On Thu, May 19, 2016 at 2:59 AM, Emanuel Hoogeveen <
emanuel.hoogev...@gmail.com> wrote:

> They do get the baseline compiler, which can still be significantly faster
> than the interpreter, but Ion requires SSE2. Since the runtime detection
> does just turn Ion off altogether, I don't know if we would gain much by
> removing it (the ability to disable Ion isn't going away).
>

We will have to make a similar decision for WebAssembly. Odin (our
Ion-based asm.js compiler) requires SSE2, but there we can at least use the
much slower 'normal JS' path. For WebAssembly, we have the following
options IIUC:

(1) Don't support wasm on those ancient CPUs. This may work for a while,
but at some point we may include wasm modules in Firefox, normal websites
will start to use it, etc.

(2) Add x87 floating-point support to the wasm baseline JIT - very
complicated and likely not worth it.

(3) Call into C++ for all floating point and SIMD operations. This will be
horribly slow.

(4) Add a wasm interpreter.

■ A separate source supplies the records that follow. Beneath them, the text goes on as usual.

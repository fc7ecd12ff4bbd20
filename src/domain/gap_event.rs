//! Daily gap event extraction.
//!
//! Walks consecutive session pairs `(prev, day)` and emits one [`GapEvent`]
//! for each pair whose opening gap clears the threshold. Pairs with a
//! non-positive prior close or open are skipped without affecting later pairs.

use chrono::{NaiveDate, Weekday};

use super::bar::Bar;
use super::binning::BinTable;
use super::error::GapError;
use super::numeric::{pct_move, sign};

/// Exclusive upper bound for the minimum gap threshold, in percent.
pub const MAX_MIN_GAP: f64 = 20.0;

/// Minimum absolute gap percentage, validated to `0 < x < 20`.
#[derive(Debug, Clone, Copy, PartialEq, PartialOrd)]
pub struct GapThreshold(f64);

impl GapThreshold {
    pub const DEFAULT: GapThreshold = GapThreshold(0.3);

    pub fn new(pct: f64) -> Result<Self, GapError> {
        if !pct.is_finite() || pct <= 0.0 || pct >= MAX_MIN_GAP {
            return Err(GapError::invalid_parameter(
                "min_gap",
                format!("must be greater than 0 and less than {MAX_MIN_GAP}, got {pct}"),
            ));
        }
        Ok(Self(pct))
    }

    pub fn value(self) -> f64 {
        self.0
    }
}

impl Default for GapThreshold {
    fn default() -> Self {
        Self::DEFAULT
    }
}

#[derive(Debug, Clone, Copy, PartialEq, Eq, Hash)]
pub enum Direction {
    Up,
    Down,
    Flat,
}

impl Direction {
    pub fn of(value: f64) -> Self {
        match sign(value) {
            1 => Direction::Up,
            -1 => Direction::Down,
            _ => Direction::Flat,
        }
    }

    pub fn sign(self) -> i8 {
        match self {
            Direction::Up => 1,
            Direction::Down => -1,
            Direction::Flat => 0,
        }
    }

    /// Return of a position held with the gap.
    pub fn follow(self, return_pct: f64) -> f64 {
        f64::from(self.sign()) * return_pct
    }

    /// Return of a position held against the gap.
    pub fn fade(self, return_pct: f64) -> f64 {
        -f64::from(self.sign()) * return_pct
    }

    /// A move continues the gap only when both are non-zero and share a sign.
    pub fn continued_by(self, return_pct: f64) -> bool {
        self != Direction::Flat && return_pct != 0.0 && sign(return_pct) == self.sign()
    }

    /// Whether the `[low, high]` range retraced to the prior close.
    pub fn filled(self, low: f64, high: f64, prev_close: f64) -> bool {
        match self {
            Direction::Up => low <= prev_close,
            Direction::Down => high >= prev_close,
            Direction::Flat => false,
        }
    }
}

/// One qualifying session. Values are unrounded.
#[derive(Debug, Clone, PartialEq)]
pub struct GapEvent {
    pub date: NaiveDate,
    pub weekday: Weekday,
    pub gap_pct: f64,
    pub daily_return_pct: f64,
    pub direction: Direction,
    pub continuation: bool,
    pub gap_filled: bool,
    /// Bin index, `None` for "other".
    pub bin: Option<usize>,
    pub prev_close: f64,
    pub open: f64,
    pub high: f64,
    pub low: f64,
    pub close: f64,
}

impl GapEvent {
    pub fn follow_return(&self) -> f64 {
        self.direction.follow(self.daily_return_pct)
    }

    pub fn fade_return(&self) -> f64 {
        self.direction.fade(self.daily_return_pct)
    }
}

/// Observation fed to the aggregation engine. The daily layer and the
/// intraday layer both reduce to this shape.
#[derive(Debug, Clone, Copy, PartialEq)]
pub struct GapSample {
    pub date: NaiveDate,
    pub weekday: Weekday,
    pub gap_pct: f64,
    pub direction: Direction,
    pub return_pct: f64,
    pub continuation: bool,
    pub gap_filled: bool,
    pub bin: Option<usize>,
}

impl GapSample {
    pub fn follow_return(&self) -> f64 {
        self.direction.follow(self.return_pct)
    }

    pub fn fade_return(&self) -> f64 {
        self.direction.fade(self.return_pct)
    }
}

impl From<&GapEvent> for GapSample {
    fn from(event: &GapEvent) -> Self {
        GapSample {
            date: event.date,
            weekday: event.weekday,
            gap_pct: event.gap_pct,
            direction: event.direction,
            return_pct: event.daily_return_pct,
            continuation: event.continuation,
            gap_filled: event.gap_filled,
            bin: event.bin,
        }
    }
}

/// Derives the gap events of an ascending daily bar sequence.
pub fn extract_gap_events(bars: &[Bar], threshold: GapThreshold, bins: &BinTable) -> Vec<GapEvent> {
    bars.windows(2)
        .filter_map(|pair| gap_event(&pair[0], &pair[1], threshold, bins))
        .collect()
}

fn gap_event(prev: &Bar, day: &Bar, threshold: GapThreshold, bins: &BinTable) -> Option<GapEvent> {
    let prev_close = prev.close;
    if prev_close <= 0.0 || day.open <= 0.0 {
        return None;
    }

    let gap_pct = pct_move(prev_close, day.open);
    if gap_pct.abs() < threshold.value() {
        return None;
    }

    let daily_return_pct = pct_move(day.open, day.close);
    let direction = Direction::of(gap_pct);

    Some(GapEvent {
        date: day.session_date(),
        weekday: day.weekday(),
        gap_pct,
        daily_return_pct,
        direction,
        continuation: direction.continued_by(daily_return_pct),
        gap_filled: direction.filled(day.low, day.high, prev_close),
        bin: bins.classify(gap_pct.abs()),
        prev_close,
        open: day.open,
        high: day.high,
        low: day.low,
        close: day.close,
    })
}
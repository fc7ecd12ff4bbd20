//! Opens the dashboard in a local browser.

use std::process::{Command, Stdio};
use tracing::{debug, warn};

/// Launch commands tried in order until one starts.
const LAUNCHERS: &[(&str, &[&str])] = &[
    ("google-chrome", &["--new-tab"]),
    ("chromium-browser", &["--new-tab"]),
    ("xdg-open", &[]),
    ("open", &[]),
];

/// Best effort: returns whether any launcher started.
pub fn open_browser(url: &str) -> bool {
    for (program, args) in LAUNCHERS {
        let spawned = Command::new(program)
            .args(*args)
            .arg(url)
            .stdout(Stdio::null())
            .stderr(Stdio::null())
            .spawn();
        match spawned {
            Ok(_) => {
                debug!(program, url, "browser launched");
                return true;
            }
            Err(e) => debug!(program, error = %e, "browser launcher unavailable"),
        }
    }
    warn!(url, "could not open a browser; open the URL manually");
    false
}
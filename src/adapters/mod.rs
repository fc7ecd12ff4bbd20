//! Concrete adapter implementations for ports.

pub mod file_config_adapter;
pub mod polygon_adapter;
pub mod browser;
#[cfg(feature = "web")]
pub mod web;
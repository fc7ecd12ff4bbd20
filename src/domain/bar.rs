//! Price bar representation and exchange-local calendar helpers.

use chrono::{DateTime, Datelike, NaiveDate, NaiveDateTime, NaiveTime, TimeZone, Utc, Weekday};
use chrono_tz::America::New_York;
use chrono_tz::Tz;

/// Time zone every session date and intraday window is expressed in.
pub const EXCHANGE_TZ: Tz = New_York;

/// One OHLCV sample over a fixed interval. `timestamp` is the interval start.
#[derive(Debug, Clone, PartialEq)]
pub struct Bar {
    pub timestamp: DateTime<Utc>,
    pub open: f64,
    pub high: f64,
    pub low: f64,
    pub close: f64,
    pub volume: f64,
}

impl Bar {
    /// Interval start in exchange-local time.
    pub fn local_time(&self) -> DateTime<Tz> {
        self.timestamp.with_timezone(&EXCHANGE_TZ)
    }

    /// Session date in the exchange's calendar.
    pub fn session_date(&self) -> NaiveDate {
        self.local_time().date_naive()
    }

    pub fn weekday(&self) -> Weekday {
        self.local_time().weekday()
    }
}

/// Converts an exchange-local wall time on `date` into a UTC instant.
///
/// Regular-session times never fall in a DST transition, so the earliest
/// mapping is taken when the local time is ambiguous.
pub fn exchange_instant(date: NaiveDate, time: NaiveTime) -> Option<DateTime<Utc>> {
    EXCHANGE_TZ
        .from_local_datetime(&NaiveDateTime::new(date, time))
        .earliest()
        .map(|dt| dt.with_timezone(&Utc))
}

/// Current date on the exchange calendar.
pub fn exchange_today() -> NaiveDate {
    Utc::now().with_timezone(&EXCHANGE_TZ).date_naive()
}

/// Three-letter weekday label (`Mon`..`Sun`).
pub fn weekday_label(day: Weekday) -> &'static str {
    match day {
        Weekday::Mon => "Mon",
        Weekday::Tue => "Tue",
        Weekday::Wed => "Wed",
        Weekday::Thu => "Thu",
        Weekday::Fri => "Fri",
        Weekday::Sat => "Sat",
        Weekday::Sun => "Sun",
    }
}
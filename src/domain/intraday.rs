//! Opening-window (09:30–09:45) overlay.
//!
//! Second pass over the sessions that already qualified in the daily pass.
//! For each of them the first fifteen minutes of the regular session are
//! measured against the same prior close, and the aggregation is replayed on
//! the resulting samples.

use std::collections::BTreeMap;

use chrono::{DateTime, Duration, NaiveDate, NaiveTime, Utc};

use super::aggregation::GapStats;
use super::bar::{Bar, exchange_instant};
use super::gap_event::{GapEvent, GapSample};
use super::numeric::pct_move;

/// Length of the measured opening window.
pub const OPENING_WINDOW_MINUTES: i64 = 15;

pub fn session_open_time() -> NaiveTime {
    NaiveTime::from_hms_opt(9, 30, 0).unwrap_or(NaiveTime::MIN)
}

/// Intraday bars grouped by session date.
pub type IntradayBars = BTreeMap<NaiveDate, Vec<Bar>>;

/// Opening-window measurements attached to a daily event.
#[derive(Debug, Clone, Copy, PartialEq)]
pub struct IntradayFields {
    pub open_0930: f64,
    pub close_0945: f64,
    pub return_pct: f64,
    pub continuation: bool,
    pub gap_filled: bool,
}

/// Output of the overlay: per-event fields (aligned with the input events)
/// and the replayed aggregation over the sessions that had data.
#[derive(Debug, Clone, Default, PartialEq)]
pub struct IntradayOverlay {
    pub fields: Vec<Option<IntradayFields>>,
    pub stats: GapStats,
}

impl IntradayOverlay {
    /// Sessions that contributed to the intraday layer.
    pub fn sessions(&self) -> usize {
        self.stats.total.count
    }
}

/// Ascending, de-duplicated session dates of the daily events. These are the
/// only dates the intraday source is asked for.
pub fn qualifying_dates(events: &[GapEvent]) -> Vec<NaiveDate> {
    let mut dates: Vec<NaiveDate> = events.iter().map(|e| e.date).collect();
    dates.sort_unstable();
    dates.dedup();
    dates
}

/// `[09:30, 09:45)` New York time on `date`, as UTC instants.
pub fn opening_window(date: NaiveDate) -> Option<(DateTime<Utc>, DateTime<Utc>)> {
    let start = exchange_instant(date, session_open_time())?;
    Some((start, start + Duration::minutes(OPENING_WINDOW_MINUTES)))
}

/// Measures the opening window of `event`'s session from its intraday bars.
///
/// Returns `None` when no bar starts inside the window.
pub fn measure_opening(event: &GapEvent, bars: &[Bar]) -> Option<IntradayFields> {
    let (start, end) = opening_window(event.date)?;
    let window: Vec<&Bar> = bars
        .iter()
        .filter(|b| b.timestamp >= start && b.timestamp < end)
        .collect();
    let last = window.last()?;

    let open_0930 = window
        .iter()
        .find(|b| b.timestamp == start)
        .map(|b| b.open)
        .unwrap_or(event.open);
    if open_0930 <= 0.0 {
        return None;
    }

    let low = window.iter().map(|b| b.low).fold(f64::INFINITY, f64::min);
    let high = window.iter().map(|b| b.high).fold(f64::NEG_INFINITY, f64::max);
    let return_pct = pct_move(open_0930, last.close);

    Some(IntradayFields {
        open_0930,
        close_0945: last.close,
        return_pct,
        continuation: event.direction.continued_by(return_pct),
        gap_filled: event.direction.filled(low, high, event.prev_close),
    })
}

/// Replays the aggregation over the opening window of each daily event.
/// Sessions without intraday bars are left out of the intraday layer.
pub fn overlay_intraday(events: &[GapEvent], bars_by_date: &IntradayBars) -> IntradayOverlay {
    let mut overlay = IntradayOverlay {
        fields: Vec::with_capacity(events.len()),
        stats: GapStats::default(),
    };

    for event in events {
        let fields = bars_by_date
            .get(&event.date)
            .and_then(|bars| measure_opening(event, bars));
        if let Some(f) = &fields {
            overlay.stats.push(&GapSample {
                return_pct: f.return_pct,
                continuation: f.continuation,
                gap_filled: f.gap_filled,
                ..GapSample::from(event)
            });
        }
        overlay.fields.push(fields);
    }

    overlay
}
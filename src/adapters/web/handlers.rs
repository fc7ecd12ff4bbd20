//! HTTP request handlers for the web adapter.

use axum::{
    Json,
    extract::{Query, State},
    response::{Html, IntoResponse},
};
use serde::Deserialize;
use std::sync::Arc;
use tracing::info;

use crate::domain::analysis::{AnalysisRequest, run_analysis};
use crate::domain::error::GapError;
use crate::domain::report::GapReport;

use super::{AppState, DASHBOARD_HTML, WebError};

pub async fn dashboard() -> Html<&'static str> {
    Html(DASHBOARD_HTML)
}

pub async fn healthz() -> &'static str {
    "ok"
}

pub async fn not_found() -> WebError {
    WebError::not_found("not found")
}

/// Raw `/api/gaps` query. Fields are parsed by hand so malformed values get
/// a descriptive 400 instead of a generic extractor rejection.
#[derive(Debug, Default, Deserialize)]
pub struct GapQuery {
    pub ticker: Option<String>,
    pub years: Option<String>,
    #[serde(rename = "minGap", alias = "min_gap")]
    pub min_gap: Option<String>,
    pub intraday: Option<String>,
}

impl GapQuery {
    pub fn into_request(self, state: &AppState) -> Result<AnalysisRequest, GapError> {
        let defaults = &state.config.defaults;

        let years = match present(&self.years) {
            Some(raw) => raw.parse::<u32>().map_err(|_| {
                GapError::invalid_parameter("years", format!("'{raw}' is not a whole number"))
            })?,
            None => defaults.years,
        };
        let min_gap = match present(&self.min_gap) {
            Some(raw) => raw.parse::<f64>().map_err(|_| {
                GapError::invalid_parameter("minGap", format!("'{raw}' is not a number"))
            })?,
            None => defaults.min_gap.value(),
        };
        let intraday = match present(&self.intraday) {
            Some(raw) => parse_flag(raw)
                .ok_or_else(|| GapError::invalid_parameter("intraday", format!("'{raw}' is not a boolean")))?,
            None => defaults.intraday,
        };

        AnalysisRequest::new(self.ticker.as_deref().unwrap_or(""), years, min_gap, intraday)
    }
}

fn present(value: &Option<String>) -> Option<&str> {
    value.as_deref().map(str::trim).filter(|v| !v.is_empty())
}

fn parse_flag(raw: &str) -> Option<bool> {
    match raw.to_ascii_lowercase().as_str() {
        "1" | "true" | "yes" | "on" => Some(true),
        "0" | "false" | "no" | "off" => Some(false),
        _ => None,
    }
}

pub async fn analyze(
    State(state): State<Arc<AppState>>,
    Query(query): Query<GapQuery>,
) -> Result<impl IntoResponse, WebError> {
    let request = query.into_request(&state)?;
    let today = (state.today)();

    let report: GapReport = run_analysis(
        state.bar_port.as_ref(),
        &request,
        today,
        &state.config.intraday,
    )
    .await?;

    info!(
        ticker = %report.ticker,
        success = report.success,
        sessions = report.daily.summary.sessions,
        "analysis served"
    );
    Ok(Json(report))
}
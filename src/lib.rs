//! gapscope: opening-gap statistics for US equities.
//!
//! Hexagonal architecture: the gap analytics live in [`domain`], port traits
//! in [`ports`], concrete implementations (Polygon client, INI config, web
//! server) in [`adapters`].

pub mod domain;
pub mod ports;
pub mod adapters;
pub mod config;
pub mod cli;
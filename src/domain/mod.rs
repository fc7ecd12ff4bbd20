//! Core domain types and the gap-analytics computation.

pub mod bar;
pub mod numeric;
pub mod binning;
pub mod gap_event;
pub mod aggregation;
pub mod intraday;
pub mod report;
pub mod analysis;
pub mod error;
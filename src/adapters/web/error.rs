//! HTTP error responses for the web adapter.

use axum::{
    Json,
    http::StatusCode,
    response::{IntoResponse, Response},
};
use serde::Serialize;

use crate::domain::error::GapError;

#[derive(Debug)]
pub struct WebError {
    pub status: StatusCode,
    pub message: String,
}

#[derive(Serialize)]
struct ErrorBody<'a> {
    success: bool,
    error: &'a str,
}

impl WebError {
    pub fn new(status: StatusCode, message: impl Into<String>) -> Self {
        Self {
            status,
            message: message.into(),
        }
    }

    pub fn not_found(message: impl Into<String>) -> Self {
        Self::new(StatusCode::NOT_FOUND, message)
    }
}

pub fn status_from_error(err: &GapError) -> StatusCode {
    match err {
        GapError::InvalidParameter { .. }
        | GapError::ConfigMissing { .. }
        | GapError::ConfigInvalid { .. }
        | GapError::ConfigParse { .. } => StatusCode::BAD_REQUEST,
        GapError::InsufficientData { .. } => StatusCode::UNPROCESSABLE_ENTITY,
        GapError::Upstream { .. } | GapError::Decode { .. } => StatusCode::BAD_GATEWAY,
        GapError::Io(_) => StatusCode::INTERNAL_SERVER_ERROR,
    }
}

impl From<GapError> for WebError {
    fn from(err: GapError) -> Self {
        Self::new(status_from_error(&err), err.to_string())
    }
}

impl IntoResponse for WebError {
    fn into_response(self) -> Response {
        let body = ErrorBody {
            success: false,
            error: &self.message,
        };
        (self.status, Json(body)).into_response()
    }
}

Again, likely not worth the effort if it's just
for this.

Jan



> IIRC our fuzzers already compile with SSE2 enabled to avoid hitting
> floating point differences during differential testing (testing the
> interpreter against baseline, against Ion). Enabling SSE2 for all builds
> would remove those differences, which might be beneficial in its own right
> (since content JS running in Ion would no longer behave differently than in
> baseline or the interpreter).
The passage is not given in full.